Several new courses, like energy informatics (10 ECTS) and CFD for energy technology (10 ECTS), will be available from autumn 2024.
Full year in energy technology for master students
The semester programme for master students can be extended to a full year by working on a master thesis (30 ECTS) in the following semester. A prerequisite for writing the master thesis is that you are in the second year of your master studies and that you have successfully passed the course MAS550. The number of students that can be accepted into the full year may be limited by the supervision capacity at the department.
About the courses (modules)
The nearby sea is a place where energy can be harvested from wind, waves, and tidal currents. The course in renewable ocean energy dives deep into these energy forms and the technology for utilising them. Both modelling and experimental methods are used in the course. The latter are applied in our department’s very own 50 m wave and towing tank called MarinLab, where you can learn practically how to use a towing tank; which may even encompass tests on wind energy devices, investigating the stability of floating wind turbines at different wave states.
Students prepare an experiment in Marinlab.
Many current activities along the coast of Western Norway are related to hydrogen, both production and use, mainly in the maritime sector as well as the metallurgical industry. As a first, a hydrogen ferry will be put into regular service in early 2023. Plants for production and liquefaction of hydrogen are under development near Bergen with construction expected to start in the near future. The course in hydrogen technology is a thorough introduction to this energy carrier in general, with guest lecturers from the local industry keeping you up to date with the most recent developments in the field related to production, safety, transport and use.

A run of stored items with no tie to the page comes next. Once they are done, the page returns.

//! Runtime adapters for EdgeWriter.
//!
//! - [`llama`]: the inference engine, driven as a `llama-server` child
//!   process over its HTTP API
//! - [`system`]: GPU and RAM probing through vendor tools and `sysinfo`
#![deny(unsafe_code)]
#![deny(unused_crate_dependencies)]

mod command;
mod health;
pub mod llama;
pub mod system;

pub use health::wait_for_http_health;
pub use llama::{EngineSettings, LlamaServerEngine, LlamaServerError, LlamaServerLoader};
pub use system::DefaultSystemProbe;

#[cfg(test)]
use tokio_test as _;
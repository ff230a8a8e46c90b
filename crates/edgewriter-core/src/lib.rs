//! Core domain for EdgeWriter, a local text-editing assistant.
//!
//! This crate holds everything that does not depend on a transport or a
//! concrete model runtime:
//!
//! - [`domain`]: request/result types, decoding presets and byte ranges
//! - [`prompt`]: the prompt compiler
//! - [`services`]: the lazy engine handle, the generation pipeline and the
//!   output sanitizer
//! - [`ports`]: traits implemented by the runtime adapter
#![deny(unused_crate_dependencies)]

pub mod domain;
pub mod ports;
pub mod prompt;
pub mod services;

pub use domain::{
    ByteRange, CHAT_HISTORY_WINDOW, ChatMessage, ChatRole, DecodingPreset, GenerationRequest,
    GenerationResult, RangeError, RangeSpec, Task, TokenUsage, Tone,
};
pub use ports::{
    Completion, CompletionRequest, CoreError, EngineLoadError, EngineLoader, GpuDevice, GpuKind,
    InferenceEngine, InferenceError, SystemInfo, SystemProbePort,
};
pub use prompt::PromptCompiler;
pub use services::{
    EngineHandle, EngineStatus, GenerationError, GenerationPipeline, sanitize_output,
};

#[cfg(test)]
use tokio_test as _;
//! CLI error type and exit codes.

use thiserror::Error;

/// Errors surfaced to the user by the `edgewriter` binary.
#[derive(Debug, Error)]
pub enum CliError {
    /// Invalid or inconsistent configuration.
    #[error("Configuration error: {0}")]
    Config(String),

    /// IO error (file not found, permission denied, etc.).
    #[error("IO error: {0}")]
    Io(String),

    /// The HTTP server failed to start or stopped with an error.
    #[error("Server error: {0}")]
    Server(String),

    /// Output could not be rendered.
    #[error("Output error: {0}")]
    Output(String),
}

impl CliError {
    /// Map error to an exit code following sysexits.h.
    pub const fn exit_code(&self) -> i32 {
        match self {
            Self::Config(_) => 78, // EX_CONFIG
            Self::Io(_) => 74,     // EX_IOERR
            Self::Server(_) => 69, // EX_UNAVAILABLE
            Self::Output(_) => 1,
        }
    }
}

impl From<std::io::Error> for CliError {
    fn from(err: std::io::Error) -> Self {
        Self::Io(err.to_string())
    }
}

impl From<serde_json::Error> for CliError {
    fn from(err: serde_json::Error) -> Self {
        Self::Output(err.to_string())
    }
}
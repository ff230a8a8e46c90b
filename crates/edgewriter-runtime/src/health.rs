//! Readiness polling for the llama-server child.

use std::time::Duration;

use anyhow::{Result, anyhow};
use reqwest::Client;
use tokio::time::sleep;
use tracing::{debug, info};

/// Wait for llama-server's `/health` endpoint to report ready.
///
/// llama-server answers 503 while the model is still being mapped into
/// memory, so anything but a 2xx is retried until `timeout_secs` attempts
/// (one per second) have been made. A 403/404 after a few attempts means
/// some other service owns the port.
pub async fn wait_for_http_health(port: u16, timeout_secs: u64) -> Result<()> {
    let health_url = format!("http://127.0.0.1:{port}/health");
    info!("Waiting for llama-server to be ready at {health_url}");

    let client = Client::builder().timeout(Duration::from_secs(2)).build()?;
    let mut attempt = 0;

    loop {
        attempt += 1;
        sleep(Duration::from_secs(1)).await;

        match client.get(&health_url).send().await {
            Ok(response) if response.status().is_success() => {
                info!("llama-server is ready on port {port}");
                return Ok(());
            }
            Ok(response) => {
                let status = response.status();
                debug!("Health check returned status {status}, retrying...");
                if matches!(status.as_u16(), 403 | 404) && attempt > 3 {
                    return Err(anyhow!(
                        "Port {port} appears to be in use by another service (status {status})"
                    ));
                }
            }
            Err(e) => debug!("Health check failed: {e}, retrying..."),
        }

        if attempt >= timeout_secs {
            return Err(anyhow!(
                "llama-server failed to start within {timeout_secs}s on port {port}"
            ));
        }
    }
}
//! HTTP handlers, one module per resource.
//!
//! Handlers are thin: they decode the request, call into the core, and map
//! the outcome to a response.

pub mod chat;
pub mod generate;
pub mod health;
pub mod system;
pub mod weights;
//! Command builder and log streaming for llama-server.

use std::net::TcpListener;
use std::path::Path;
use std::process::Stdio;

use tokio::io::{AsyncBufReadExt, BufReader};
use tokio::process::{Child, Command};
use tracing::debug;

use crate::llama::{EngineSettings, LlamaServerError};

/// Ask the OS for a free loopback port.
///
/// The listener is dropped before llama-server binds, so a race with
/// another process is possible but harmless: the health wait then fails
/// with a clear error.
pub fn pick_free_port() -> Result<u16, LlamaServerError> {
    TcpListener::bind(("127.0.0.1", 0))
        .and_then(|listener| listener.local_addr())
        .map(|addr| addr.port())
        .map_err(|e| LlamaServerError::NoFreePort(e.to_string()))
}

/// Build the llama-server command line for `settings`.
pub fn build_command(settings: &EngineSettings, port: u16) -> Command {
    let mut cmd = Command::new(&settings.llama_server);
    cmd.arg("-m")
        .arg(&settings.model_path)
        .arg("--host")
        .arg("127.0.0.1")
        .arg("--port")
        .arg(port.to_string())
        .arg("-c")
        .arg(settings.context_size.to_string())
        .arg("-b")
        .arg(settings.batch_size.to_string())
        .arg("-ngl")
        .arg(settings.gpu_layers.to_string());

    cmd.stdin(Stdio::null())
        .stdout(Stdio::piped())
        .stderr(Stdio::piped())
        .kill_on_drop(true);
    cmd
}

/// Spawn llama-server for `settings` on `port`.
pub fn build_and_spawn(settings: &EngineSettings, port: u16) -> Result<Child, LlamaServerError> {
    let binary = Path::new(&settings.llama_server);
    // Bare names are looked up on PATH by the OS; explicit paths are checked here
    if binary.components().count() > 1 && !binary.exists() {
        return Err(LlamaServerError::BinaryNotFound(binary.to_path_buf()));
    }

    build_command(settings, port)
        .spawn()
        .map_err(|e| LlamaServerError::SpawnFailed {
            binary: binary.to_path_buf(),
            reason: e.to_string(),
        })
}

/// Forward the child's stdout/stderr lines to tracing.
///
/// The reader tasks exit when the streams close.
pub fn spawn_log_readers(child: &mut Child, port: u16) {
    if let Some(stdout) = child.stdout.take() {
        tokio::spawn(async move {
            let mut lines = BufReader::new(stdout).lines();
            while let Ok(Some(text)) = lines.next_line().await {
                debug!(target: "edgewriter.llama", port, "stdout: {text}");
            }
        });
    }

    if let Some(stderr) = child.stderr.take() {
        tokio::spawn(async move {
            let mut lines = BufReader::new(stderr).lines();
            while let Ok(Some(text)) = lines.next_line().await {
                debug!(target: "edgewriter.llama", port, "stderr: {text}");
            }
        });
    }
}
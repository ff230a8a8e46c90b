//! Wire types for the HTTP API.
//!
//! Field names follow what the browser UI sends and reads (camelCase).

mod chat;
mod generate;
mod health;

pub use chat::{ChatMessageDto, ChatRequestDto};
pub use generate::{GenerateRequestDto, GenerationResponseDto, TokensDto};
pub use health::HealthResponse;
//! Vendor tool invocation.

use std::process::Command;

use tracing::debug;

/// Run `cmd args...` and return its stdout if it exited successfully.
///
/// A missing tool or a non-zero exit is not an error for probing purposes,
/// just an absent answer.
pub fn command_stdout(cmd: &str, args: &[&str]) -> Option<String> {
    let output = match Command::new(cmd).args(args).output() {
        Ok(output) => output,
        Err(e) => {
            debug!(target: "edgewriter.probe", cmd, error = %e, "Probe command unavailable");
            return None;
        }
    };

    if !output.status.success() {
        debug!(target: "edgewriter.probe", cmd, status = %output.status, "Probe command failed");
        return None;
    }

    Some(String::from_utf8_lossy(&output.stdout).into_owned())
}
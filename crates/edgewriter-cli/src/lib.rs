//! EdgeWriter command-line interface.
//!
//! The binary in `main.rs` parses arguments, initialises logging and hands
//! off to [`handlers`]. Everything that can be tested without a terminal
//! lives in this library.

#![deny(unsafe_code)]
#![deny(unused_crate_dependencies)]

// Used by the binary target only
use anyhow as _;
use dotenvy as _;
use tracing_subscriber as _;

#[cfg(test)]
use tempfile as _;

pub mod commands;
pub mod error;
pub mod handlers;
pub mod parser;

pub use commands::{Commands, ServerArgs};
pub use error::CliError;
pub use parser::Cli;
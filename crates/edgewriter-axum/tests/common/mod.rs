//! Shared fakes for edgewriter-axum integration tests.

#![allow(dead_code)]

use std::io::Write;
use std::path::Path;
use std::sync::Arc;
use std::sync::atomic::{AtomicUsize, Ordering};
use std::time::Duration;

use async_trait::async_trait;
use axum::Router;
use axum::body::Body;
use axum::http::{Request, Response};
use http_body_util::BodyExt;
use tower::ServiceExt;

use edgewriter_axum::{AxumContext, CorsConfig, create_router};
use edgewriter_core::{
    Completion, CompletionRequest, EngineLoadError, EngineLoader, GpuDevice, GpuKind,
    InferenceEngine, InferenceError, SystemProbePort, TokenUsage,
};

/// Size of the generated weights asset.
pub const ASSET_LEN: usize = 1000;

/// Engine that echoes a fixed reply and records the prompts it saw.
pub struct ScriptedEngine {
    pub reply: String,
    pub usage: Option<TokenUsage>,
    pub delay: Duration,
    pub prompts: std::sync::Mutex<Vec<CompletionRequest>>,
}

#[async_trait]
impl InferenceEngine for ScriptedEngine {
    async fn complete(&self, request: CompletionRequest) -> Result<Completion, InferenceError> {
        self.prompts.lock().unwrap().push(request);
        if !self.delay.is_zero() {
            tokio::time::sleep(self.delay).await;
        }
        Ok(Completion {
            text: self.reply.clone(),
            usage: self.usage,
        })
    }
}

pub struct FakeLoader {
    pub loads: AtomicUsize,
    pub engine: Arc<ScriptedEngine>,
    pub fail: Option<EngineLoadError>,
}

impl FakeLoader {
    fn build(reply: &str, usage: Option<TokenUsage>, delay: Duration) -> Self {
        Self {
            loads: AtomicUsize::new(0),
            engine: Arc::new(ScriptedEngine {
                reply: reply.to_string(),
                usage,
                delay,
                prompts: std::sync::Mutex::new(Vec::new()),
            }),
            fail: None,
        }
    }

    pub fn replying(reply: &str, usage: Option<TokenUsage>) -> Arc<Self> {
        Arc::new(Self::build(reply, usage, Duration::ZERO))
    }

    pub fn slow(reply: &str, delay: Duration) -> Arc<Self> {
        Arc::new(Self::build(reply, None, delay))
    }

    pub fn failing(err: EngineLoadError) -> Arc<Self> {
        Arc::new(Self {
            fail: Some(err),
            ..Self::build("", None, Duration::ZERO)
        })
    }

    pub fn loads(&self) -> usize {
        self.loads.load(Ordering::SeqCst)
    }

    pub fn last_prompt(&self) -> CompletionRequest {
        self.engine.prompts.lock().unwrap().last().cloned().unwrap()
    }
}

#[async_trait]
impl EngineLoader for FakeLoader {
    fn model_id(&self) -> String {
        "Phi-3 Mini (fine-tuned)".into()
    }

    async fn load(&self) -> Result<Arc<dyn InferenceEngine>, EngineLoadError> {
        self.loads.fetch_add(1, Ordering::SeqCst);
        match &self.fail {
            Some(err) => Err(err.clone()),
            None => Ok(Arc::clone(&self.engine) as Arc<dyn InferenceEngine>),
        }
    }
}

pub struct FakeProbe;

impl SystemProbePort for FakeProbe {
    fn detect_gpus(&self) -> Vec<GpuDevice> {
        vec![GpuDevice::new("NVIDIA GeForce RTX 3060", GpuKind::Nvidia, "12288 MiB")]
    }

    fn total_ram_gb(&self) -> Option<u64> {
        Some(16)
    }
}

/// Byte `i` of the asset is `i % 251`, so slices are easy to check.
pub fn write_asset(dir: &Path) -> std::path::PathBuf {
    let path = dir.join("weights.bin");
    let bytes: Vec<u8> = (0..ASSET_LEN).map(|i| u8::try_from(i % 251).unwrap()).collect();
    std::fs::File::create(&path)
        .unwrap()
        .write_all(&bytes)
        .unwrap();
    path
}

pub fn expected_slice(start: usize, end_inclusive: usize) -> Vec<u8> {
    (start..=end_inclusive)
        .map(|i| u8::try_from(i % 251).unwrap())
        .collect()
}

pub fn app(loader: Arc<FakeLoader>, weights: &Path) -> Router {
    let ctx = AxumContext::new(loader, Arc::new(FakeProbe), weights);
    create_router(ctx, &CorsConfig::AllowAll)
}

pub async fn send(app: &Router, request: Request<Body>) -> Response<Body> {
    app.clone().oneshot(request).await.unwrap()
}

pub async fn body_bytes(response: Response<Body>) -> Vec<u8> {
    response
        .into_body()
        .collect()
        .await
        .unwrap()
        .to_bytes()
        .to_vec()
}

pub async fn body_json(response: Response<Body>) -> serde_json::Value {
    serde_json::from_slice(&body_bytes(response).await).unwrap()
}

pub fn post_json(uri: &str, body: &str) -> Request<Body> {
    Request::builder()
        .method("POST")
        .uri(uri)
        .header("content-type", "application/json")
        .body(Body::from(body.to_string()))
        .unwrap()
}

pub fn get(uri: &str) -> Request<Body> {
    Request::builder().uri(uri).body(Body::empty()).unwrap()
}

pub fn get_range(uri: &str, range: &str) -> Request<Body> {
    Request::builder()
        .uri(uri)
        .header("range", range)
        .body(Body::empty())
        .unwrap()
}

Solar radiation is a relevant source of energy even at 60° North! Learn how to combine passive architectural measures and technologies such as solar cells and solar collectors to supply a building with energy. A central aspect in the solar technology course is how to integrate the harvesting of solar energy into the design of a building and not just connect different devices for providing electricity and heat. Guest lecturers from relevant companies give valuable insight in how to achieve this. A design project gives you the possibility to create a solution for a specific task by working as a team. You can get hands-on experience in our own solar energy lab just outside the main building.
The solar energy laboratory on the southern part of the campus in Bergen.
Natural gas will have a role as an energy carrier during the energy transition towards fossil-carbon-free fuels. Norway has large resources of natural gas and exports most of it to customers abroad. This course teaches you about properties, production, transport, and applications of natural gas as well as biogas. As excess wind and solar energy can be turned into synthetic fuels, your knowledge about natural gas will be valuable when synthetic methane produced from hydrogen and air-captured CO2 can provide a carbon neutral fuel for use with highly efficient gas turbines and other gas engines. Bergen has its own biogas plant where synthetic methane is produced from sewage sludge and organic waste to be used by buses providing public transport in the Bergen area.
Computational fluid dynamics (CFD) is a very useful numerical method within different fields of engineering, like wind and tidal energy, ventilation, heat and mass transfer etc. Building on your necessary prior knowledge in 3D-modelling and fluid mechanics, the course in CFD will give you the methods to be able to apply this tool to a variety of typical engineering challenges connected to fluid flow. CFD can be regarded as a method any mechanical, energy and ocean engineer should know about.